- _Problem description_
Each line with the word "chunks" must appear in the answer, copied from the records.

- _Input data_
────────────────
impl DateFormat {
    fn new(pattern: Option<String>) -> DateFormat {
        DateFormat {
            pattern,
            cache: Mutex::new(DateCache::default()),
        }
    }

    fn render(&self, time: Timestamp, out: &mut String) -> Result<(), Error> {
        let second = time.as_second();
        {
            let mut cache = self.cache.lock().unwrap_or_else(|e| e.into_inner());
            if cache.second != Some(second) {
                let zoned = time.to_zoned(TimeZone::system());
                let pattern = self.pattern.as_deref().unwrap_or(DEFAULT_DATE_FORMAT);
                let mut text = String::new();
                write!(text, "{}", zoned.strftime(pattern)).map_err(Error::from_fmt_error)?;
                cache.second = Some(second);
                cache.text = text;
            }
            out.push_str(&cache.text);
        }
        if self.pattern.is_none() {
            let millis = time.subsec_nanosecond() / 1_000_000;
            let _ = write!(out, ",{millis:03}");
        }
        Ok(())
    }
}

fn apply_pad(pad: &Pad, field: &str, out: &mut String) {
    let count = field.chars().count();
    if let Some(max) = pad.max {
        if count > max {
            // keep the tail; the rightmost characters carry the detail
            let skip = count - max;
            out.extend(field.chars().skip(skip));
            return;
        }
    }
    if count >= pad.min {
        out.push_str(field);
        return;
    }
    let fill = pad.min - count;
    if pad.left_justify {
        out.push_str(field);
        out.extend(std::iter::repeat_n(' ', fill));
    } else {
        out.extend(std::iter::repeat_n(' ', fill));
        out.push_str(field);
    }
}

fn parse(pattern: &str) -> Result<Vec<Chunk>, Error> {
    let mut chunks = Vec::new();
    let mut literal = String::new();
    let mut chars = pattern.chars().peekable();

    while let Some(c) = chars.next() {
        if c != '%' {
            literal.push(c);
            continue;
        }
        if chars.peek() == Some(&'%') {
            chars.next();
            literal.push('%');
            continue;
        }

        let pad = parse_pad(pattern, &mut chars)?;
        let Some(conv) = chars.next() else {
            return Err(
                Error::new("conversion pattern ends inside a specifier")
                    .with_context("pattern", pattern),
            );
        };
        let conv = match conv {
            'd' => Conv::Date(DateFormat::new(take_braced(pattern, &mut chars)?)),
            'p' => Conv::Level,
            'c' => Conv::LoggerName,
            'm' => Conv::Message,
            't' => Conv::Thread,
            'x' => Conv::ContextStack,
            'X' => {
                let key = take_braced(pattern, &mut chars)?.ok_or_else(|| {
                    Error::new("%X requires a {key} argument").with_context("pattern", pattern)
                })?;
                Conv::Property(key)
            }
            'e' => Conv::ErrorChain,
            'n' => Conv::Newline,
            other => {
                return Err(
                    Error::new(format!("unknown conversion character: {other:?}"))
                        .with_context("pattern", pattern),
                );
            }
        };

        if !literal.is_empty() {
            chunks.push(Chunk::Literal(std::mem::take(&mut literal)));
        }
        chunks.push(Chunk::Field { pad, conv });
    }

    if !literal.is_empty() {
        chunks.push(Chunk::Literal(literal));
    }
    Ok(chunks)
}
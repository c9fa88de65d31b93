// Copyright 2024 FastLabs Developers
//
// Licensed under the Apache License, Version 2.0 (the "License");
// you may not use this file except in compliance with the License.
// You may obtain a copy of the License at
//
//     http://www.apache.org/licenses/LICENSE-2.0
//
// Unless required by applicable law or agreed to in writing, software
// distributed under the License is distributed on an "AS IS" BASIS,
// WITHOUT WARRANTIES OR CONDITIONS OF ANY KIND, either express or implied.
// See the License for the specific language governing permissions and
// limitations under the License.

//! The logger hierarchy and its owning repository.

#[allow(clippy::module_inception)]
mod logger;
mod repository;

pub use self::logger::Logger;
pub use self::repository::Repository;
// Copyright 2024 FastLabs Developers
//
// Licensed under the Apache License, Version 2.0 (the "License");
// you may not use this file except in compliance with the License.
// You may obtain a copy of the License at
//
//     http://www.apache.org/licenses/LICENSE-2.0
//
// Unless required by applicable law or agreed to in writing, software
// distributed under the License is distributed on an "AS IS" BASIS,
// WITHOUT WARRANTIES OR CONDITIONS OF ANY KIND, either express or implied.
// See the License for the specific language governing permissions and
// limitations under the License.

//! Named values carried by log records.

use std::fmt;

use value_bag::OwnedValueBag;
use value_bag::ValueBag;

/// Represents a borrowed property value.
pub type Value<'a> = ValueBag<'a>;

/// Represents an owned property value.
pub type ValueOwned = OwnedValueBag;

/// Capture an owned value from anything that displays.
pub fn display_value<T: fmt::Display + 'static>(value: &T) -> ValueOwned {
    ValueBag::capture_display(value).to_owned()
}

/// Capture an owned value from a string slice.
pub fn str_value(value: &str) -> ValueOwned {
    ValueBag::from(value).to_owned()
}

/// An ordered collection of named values.
///
/// Entries keep first-insertion order; setting an existing key replaces its
/// value in place, so a later scope can override an earlier one without
/// disturbing the order of the bag.
#[derive(Clone, Debug, Default)]
pub struct Properties {
    entries: Vec<(String, ValueOwned)>,
}

impl Properties {
    /// Create an empty property bag.
    pub fn new() -> Properties {
        Properties { entries: vec![] }
    }

    /// Set a value, replacing in place if the key is already present.
    pub fn set(&mut self, key: impl Into<String>, value: ValueOwned) {
        let key = key.into();
        match self.entries.iter_mut().find(|(k, _)| *k == key) {
            Some(entry) => entry.1 = value,
            None => self.entries.push((key, value)),
        }
    }

    /// Look up a value by key.
    pub fn get(&self, key: &str) -> Option<&ValueOwned> {
        self.entries
            .iter()
            .find(|(k, _)| k == key)
            .map(|(_, v)| v)
    }

    /// Iterate over entries in insertion order.
    pub fn iter(&self) -> impl Iterator<Item = (&str, &ValueOwned)> {
        self.entries.iter().map(|(k, v)| (k.as_str(), v))
    }

    /// The number of entries.
    pub fn len(&self) -> usize {
        self.entries.len()
    }

    /// Whether the bag holds no entries.
    pub fn is_empty(&self) -> bool {
        self.entries.is_empty()
    }
}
────────────────
- _Output for this exercise_
    let mut chunks = Vec::new();
            chunks.push(Chunk::Literal(std::mem::take(&mut literal)));
        chunks.push(Chunk::Field { pad, conv });
        chunks.push(Chunk::Literal(literal));
    Ok(chunks)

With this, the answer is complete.